Our political class contributes a lot of hot air. Let me comment on why this is important and give some details relating to whack-jobs who believe all this pseudo-science. We should begin by noting that Al Gore got a D in science at Saint Albans High School in Washington D.C., and that was the last “technical” education he ever had. Peers thought Al would get an F, but kids at St. Albans whose daddy was a U.S. Senator never got Fs, if you know what I mean. Then little Al wrote a book about global warming. But it turns out Al was a hustler.
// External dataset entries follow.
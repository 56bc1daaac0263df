//! Router assembly.
//!
//! SYSTEM CONTEXT
//! ==============
//! One Axum router serves the three HTML pages, the JSON APIs behind them
//! and a health check. Pages are static HTML; all dynamic content is fetched
//! from `/api/*` by the page scripts.

pub mod chat;
pub mod pages;
pub mod tract;

use axum::Router;
use axum::extract::DefaultBodyLimit;
use axum::http::StatusCode;
use axum::routing::{get, post};
use axum_extra::extract::cookie::{Cookie, CookieJar, SameSite};
use tower_http::compression::CompressionLayer;
use tower_http::cors::{Any, CorsLayer};
use tower_http::trace::TraceLayer;

use crate::services::session;
use crate::state::AppState;

pub(crate) const SESSION_COOKIE: &str = "neurolab_session";

/// Build the application router.
pub fn app(state: AppState) -> Router {
    let cors = CorsLayer::new()
        .allow_origin(Any)
        .allow_methods(Any)
        .allow_headers(Any);
    let upload_limit = state.config.upload_max_bytes;

    Router::new()
        .route("/", get(pages::index))
        .route("/chat", get(pages::chat))
        .route("/tract", get(pages::tract))
        .route("/api/chat", get(chat::history).post(chat::send))
        .route("/api/tract", post(tract::analyze))
        .route("/healthz", get(healthz))
        .layer(DefaultBodyLimit::max(upload_limit))
        .layer(CompressionLayer::new())
        .layer(cors)
        .layer(TraceLayer::new_for_http())
        .with_state(state)
}

async fn healthz() -> StatusCode {
    StatusCode::OK
}

/// Session id from the cookie jar, issuing a fresh cookie when absent.
pub(crate) fn session_from_jar(jar: CookieJar) -> (CookieJar, String) {
    if let Some(existing) = jar.get(SESSION_COOKIE).map(Cookie::value).filter(|v| !v.is_empty()) {
        let id = existing.to_owned();
        return (jar, id);
    }
    let id = session::generate_token();
    let cookie = Cookie::build((SESSION_COOKIE, id.clone()))
        .path("/")
        .http_only(true)
        .same_site(SameSite::Lax);
    (jar.add(cookie), id)
}

#[cfg(test)]
#[path = "mod_test.rs"]
mod tests;
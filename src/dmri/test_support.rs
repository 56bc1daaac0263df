//! Synthetic fixtures: NIfTI encoding and diffusion phantoms.

use std::io::Write;

use flate2::Compression;
use flate2::write::GzEncoder;

use super::grid::Grid;

/// Encodes a little-endian NIfTI-1 file for tests.
#[derive(Debug, Clone)]
pub struct NiftiWriter {
    pub dims: [usize; 4],
    /// 16 = float32, 4 = int16.
    pub datatype: i16,
    pub pixdim: [f32; 3],
    pub sform: Option<[[f32; 4]; 3]>,
    /// `(b, c, d, [qx, qy, qz], qfac)`.
    pub qform: Option<(f32, f32, f32, [f32; 3], f32)>,
    pub slope: f32,
    pub inter: f32,
    pub big_endian: bool,
}

impl NiftiWriter {
    pub fn new(dims: [usize; 4]) -> Self {
        Self {
            dims,
            datatype: 16,
            pixdim: [1.0, 1.0, 1.0],
            sform: None,
            qform: None,
            slope: 0.0,
            inter: 0.0,
            big_endian: false,
        }
    }

    pub fn encode(&self, values: &[f32]) -> Vec<u8> {
        let mut out = vec![0u8; 352];
        let be = self.big_endian;
        let put_i16 = |buf: &mut Vec<u8>, off: usize, v: i16| {
            let b = if be { v.to_be_bytes() } else { v.to_le_bytes() };
            buf[off..off + 2].copy_from_slice(&b);
        };
        let put_i32 = |buf: &mut Vec<u8>, off: usize, v: i32| {
            let b = if be { v.to_be_bytes() } else { v.to_le_bytes() };
            buf[off..off + 4].copy_from_slice(&b);
        };
        let put_f32 = |buf: &mut Vec<u8>, off: usize, v: f32| {
            let b = if be { v.to_be_bytes() } else { v.to_le_bytes() };
            buf[off..off + 4].copy_from_slice(&b);
        };

        put_i32(&mut out, 0, 348);
        let ndim: i16 = if self.dims[3] > 1 { 4 } else { 3 };
        put_i16(&mut out, 40, ndim);
        for (i, d) in self.dims.iter().enumerate() {
            put_i16(&mut out, 42 + 2 * i, i16::try_from(*d).unwrap());
        }
        put_i16(&mut out, 70, self.datatype);
        put_i16(&mut out, 72, if self.datatype == 4 { 16 } else { 32 });
        let qfac = self.qform.map_or(1.0, |q| q.4);
        put_f32(&mut out, 76, qfac);
        for (i, p) in self.pixdim.iter().enumerate() {
            put_f32(&mut out, 80 + 4 * i, *p);
        }
        put_f32(&mut out, 108, 352.0);
        put_f32(&mut out, 112, self.slope);
        put_f32(&mut out, 116, self.inter);
        if let Some((b, c, d, offset, _)) = self.qform {
            put_i16(&mut out, 252, 1);
            put_f32(&mut out, 256, b);
            put_f32(&mut out, 260, c);
            put_f32(&mut out, 264, d);
            for (i, o) in offset.iter().enumerate() {
                put_f32(&mut out, 268 + 4 * i, *o);
            }
        }
        if let Some(rows) = self.sform {
            put_i16(&mut out, 254, 1);
            for (r, row) in rows.iter().enumerate() {
                for (c, v) in row.iter().enumerate() {
                    put_f32(&mut out, 280 + 16 * r + 4 * c, *v);
                }
            }
        }
        out[344..348].copy_from_slice(b"n+1\0");

        for v in values {
            if self.datatype == 4 {
                #[allow(clippy::cast_possible_truncation)]
                let raw = *v as i16;
                out.extend_from_slice(&if be { raw.to_be_bytes() } else { raw.to_le_bytes() });
            } else {
                out.extend_from_slice(&if be { v.to_be_bytes() } else { v.to_le_bytes() });
            }
        }
        out
    }
}

pub fn gzip(bytes: &[u8]) -> Vec<u8> {
    let mut enc = GzEncoder::new(Vec::new(), Compression::fast());
    enc.write_all(bytes).unwrap();
    enc.finish().unwrap()
}

// =============================================================================
// PHANTOMS
// =============================================================================

pub const PHANTOM_B: f64 = 1000.0;
pub const PHANTOM_S0: f64 = 1000.0;

/// One b0 followed by nine b=1000 directions.
pub fn phantom_gradients() -> (Vec<f64>, Vec<[f64; 3]>) {
    let s = std::f64::consts::FRAC_1_SQRT_2;
    let dirs = vec![
        [0.0, 0.0, 0.0],
        [1.0, 0.0, 0.0],
        [0.0, 1.0, 0.0],
        [0.0, 0.0, 1.0],
        [s, s, 0.0],
        [s, 0.0, s],
        [0.0, s, s],
        [s, -s, 0.0],
        [s, 0.0, -s],
        [0.0, s, -s],
    ];
    let bvals = dirs
        .iter()
        .map(|d| if d == &[0.0, 0.0, 0.0] { 0.0 } else { PHANTOM_B })
        .collect();
    (bvals, dirs)
}

/// Diffusion-weighted signals for a box of tissue with tensor `evals` aligned
/// to the axes, surrounded by zero background.
///
/// Returns volume-major `f32` data matching [`super::nifti::Volume::data`].
pub fn box_phantom(dims: [usize; 3], lo: [usize; 3], hi: [usize; 3], evals: [f64; 3]) -> Vec<f32> {
    let grid = Grid::new(dims);
    let (bvals, dirs) = phantom_gradients();
    let mut data = vec![0f32; grid.len() * bvals.len()];
    for (vol, (b, g)) in bvals.iter().zip(dirs.iter()).enumerate() {
        let adc = evals[0] * g[0] * g[0] + evals[1] * g[1] * g[1] + evals[2] * g[2] * g[2];
        #[allow(clippy::cast_possible_truncation)]
        let signal = (PHANTOM_S0 * (-b * adc).exp()) as f32;
        for z in lo[2]..hi[2] {
            for y in lo[1]..hi[1] {
                for x in lo[0]..hi[0] {
                    data[vol * grid.len() + grid.index(x, y, z)] = signal;
                }
            }
        }
    }
    data
}

/// bvecs text in FSL layout (3 rows × N columns).
pub fn bvecs_rows_text(dirs: &[[f64; 3]]) -> String {
    (0..3)
        .map(|axis| {
            dirs.iter()
                .map(|d| format!("{:.6}", d[axis]))
                .collect::<Vec<_>>()
                .join(" ")
        })
        .collect::<Vec<_>>()
        .join("\n")
}

/// bvecs text in column layout (N rows × 3 columns).
pub fn bvecs_columns_text(dirs: &[[f64; 3]]) -> String {
    dirs.iter()
        .map(|d| format!("{:.6} {:.6} {:.6}", d[0], d[1], d[2]))
        .collect::<Vec<_>>()
        .join("\n")
}

pub fn bvals_text(bvals: &[f64]) -> String {
    bvals
        .iter()
        .map(|b| format!("{b}"))
        .collect::<Vec<_>>()
        .join(" ")
}

/// Gzip'd NIfTI bytes for a phantom, identity affine.
pub fn phantom_nifti(dims: [usize; 3], data: &[f32], n_volumes: usize) -> Vec<u8> {
    let writer = NiftiWriter::new([dims[0], dims[1], dims[2], n_volumes]);
    gzip(&writer.encode(data))
}

/// Grid and tissue box used by the end-to-end phantom.
pub const PHANTOM_DIMS: [usize; 3] = [16, 12, 12];
pub const PHANTOM_LO: [usize; 3] = [2, 3, 3];
pub const PHANTOM_HI: [usize; 3] = [14, 9, 9];
pub const SINGLE_FIBER: [f64; 3] = [1.7e-3, 0.3e-3, 0.3e-3];
pub const ISOTROPIC: [f64; 3] = [0.7e-3, 0.7e-3, 0.7e-3];

/// Upload triple for the box phantom with tensor `evals`.
pub fn phantom_upload(evals: [f64; 3]) -> super::bundle::BundleUpload {
    let (bvals, dirs) = phantom_gradients();
    let data = box_phantom(PHANTOM_DIMS, PHANTOM_LO, PHANTOM_HI, evals);
    super::bundle::BundleUpload {
        dwi: phantom_nifti(PHANTOM_DIMS, &data, bvals.len()),
        bvecs: bvecs_rows_text(&dirs).into_bytes(),
        bvals: bvals_text(&bvals).into_bytes(),
    }
}
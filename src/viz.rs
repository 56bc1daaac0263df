//! Plotly figure builders for the tractography page.
//!
//! DESIGN
//! ======
//! Figures are plain `{ "data": [...], "layout": {...} }` JSON consumed by
//! Plotly.js in the browser, so the server never rasterizes anything. The
//! age and hemisphere plots are synthetic placeholders; they never look at
//! the uploaded scan.

use rand::Rng;
use serde_json::{Value, json};

pub const TRACT_TITLE: &str = "3D Tractography Visualization";
pub const AGE_TITLE: &str = "FA Changes with Age";
pub const HEMISPHERE_TITLE: &str = "FA Across Corpus Callosum";
const SAMPLES: usize = 100;

/// `n` evenly spaced values from `start` to `end`, both included.
#[must_use]
#[allow(clippy::cast_precision_loss)]
pub fn linspace(start: f64, end: f64, n: usize) -> Vec<f64> {
    match n {
        0 => Vec::new(),
        1 => vec![start],
        _ => {
            let step = (end - start) / (n - 1) as f64;
            (0..n).map(|i| start + step * i as f64).collect()
        }
    }
}

/// Exactly `min(len, max)` items, spread evenly from index 0.
#[must_use]
pub fn decimate<T>(items: &[T], max: usize) -> Vec<&T> {
    let n = items.len();
    if n <= max {
        return items.iter().collect();
    }
    (0..max).map(|i| &items[i * n / max]).collect()
}

// =============================================================================
// FIGURES
// =============================================================================

/// One `scatter3d` line trace per streamline.
#[must_use]
pub fn tract_figure(streamlines: &[&Vec<[f64; 3]>]) -> Value {
    let data: Vec<Value> = streamlines
        .iter()
        .map(|s| {
            json!({
                "type": "scatter3d",
                "mode": "lines",
                "x": s.iter().map(|p| p[0]).collect::<Vec<_>>(),
                "y": s.iter().map(|p| p[1]).collect::<Vec<_>>(),
                "z": s.iter().map(|p| p[2]).collect::<Vec<_>>(),
                "line": { "width": 1 },
                "opacity": 0.5,
                "showlegend": false,
            })
        })
        .collect();
    json!({
        "data": data,
        "layout": {
            "title": { "text": TRACT_TITLE },
            "scene": {
                "xaxis": { "title": { "text": "X" } },
                "yaxis": { "title": { "text": "Y" } },
                "zaxis": { "title": { "text": "Z" } },
            },
            "height": 700,
        },
    })
}

/// Simulated FA against age: `0.53 + 0.02 sin(age / 10)` over ages 5..60.
#[must_use]
pub fn age_figure() -> Value {
    let ages = linspace(5.0, 60.0, SAMPLES);
    let fa: Vec<f64> = ages.iter().map(|a| 0.53 + 0.02 * (a / 10.0).sin()).collect();
    json!({
        "data": [{ "type": "scatter", "mode": "lines", "x": ages, "y": fa }],
        "layout": {
            "title": { "text": AGE_TITLE },
            "xaxis": { "title": { "text": "Age (years)" } },
            "yaxis": { "title": { "text": "Fractional Anisotropy" } },
        },
    })
}

/// Simulated left/right hemisphere FA across callosal angles, with a little
/// uniform jitter drawn from `rng`.
#[must_use]
pub fn hemisphere_figure<R: Rng>(rng: &mut R) -> Value {
    let angles = linspace(-45.0, 45.0, SAMPLES);
    let left: Vec<f64> = angles
        .iter()
        .map(|a| 0.3 + 0.2 * a.to_radians().sin() + 0.02 * rng.random::<f64>())
        .collect();
    let right: Vec<f64> = angles
        .iter()
        .map(|a| 0.28 + 0.18 * a.to_radians().cos() + 0.02 * rng.random::<f64>())
        .collect();
    json!({
        "data": [
            { "type": "scatter", "mode": "lines+markers", "name": "Left Hemisphere", "x": angles, "y": left },
            { "type": "scatter", "mode": "lines+markers", "name": "Right Hemisphere", "x": angles, "y": right },
        ],
        "layout": {
            "title": { "text": HEMISPHERE_TITLE },
            "xaxis": { "title": { "text": "Angle (°)" } },
            "yaxis": { "title": { "text": "FA" } },
        },
    })
}

#[cfg(test)]
#[path = "viz_test.rs"]
mod tests;
//! Typed error codes and the JSON error body returned by API routes.
//!
//! DESIGN
//! ======
//! Each module owns a `thiserror` enum and implements [`ErrorCode`] for it.
//! Routes flatten any such error into `{ "code", "message", "retryable" }`
//! with an HTTP status chosen by the route.

use axum::http::StatusCode;
use axum::response::{IntoResponse, Json, Response};
use serde::Serialize;

/// Stable machine-readable code for an error.
pub trait ErrorCode: std::fmt::Display {
    fn error_code(&self) -> &'static str;

    fn retryable(&self) -> bool {
        false
    }
}

/// Error body returned by JSON routes.
#[derive(Debug, Clone, Serialize)]
pub struct ApiError {
    #[serde(skip)]
    pub status: StatusCode,
    pub code: &'static str,
    pub message: String,
    pub retryable: bool,
}

impl ApiError {
    #[must_use]
    pub fn new(status: StatusCode, code: &'static str, message: impl Into<String>) -> Self {
        Self { status, code, message: message.into(), retryable: false }
    }

    /// Build an error body from a typed error.
    #[must_use]
    pub fn from_err(status: StatusCode, err: &(impl ErrorCode + ?Sized)) -> Self {
        Self { status, code: err.error_code(), message: err.to_string(), retryable: err.retryable() }
    }

    /// Replace the user-facing message, keeping the code.
    #[must_use]
    pub fn with_message(mut self, message: impl Into<String>) -> Self {
        self.message = message.into();
        self
    }
}

impl IntoResponse for ApiError {
    fn into_response(self) -> Response {
        let status = self.status;
        (status, Json(self)).into_response()
    }
}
My September 2008 column discussed this “secular science” and the stifling of truth as reported in Congressional testimony by NASA meteorologist Dr. Roy Spencer. Since then, citizens have learned that the UN’s Intergovernmental Panel on Climate Change (IPCC) has fraudulently changed and manipulated data to support a political case for taxing developed, industrial world economies in a thinly veiled “redistribution of wealth” scheme.

We have seen the U.S. Congress fail to pass the cap-and-trade law but hear continued political talk of the topic reappearing in this Congress. And we are watching a regulatory debacle by the EPA to declare greenhouse gases (GHG) as controlled substances, especially carbon dioxide. (Incidentally, GHG includes water vapor, CO2, methane or gas from digestive processes and natural fermentations; various nitrogen oxides; halocarbons that are mostly man-made; and various precursor gases like carbon monoxide and volatile non-methane organics.)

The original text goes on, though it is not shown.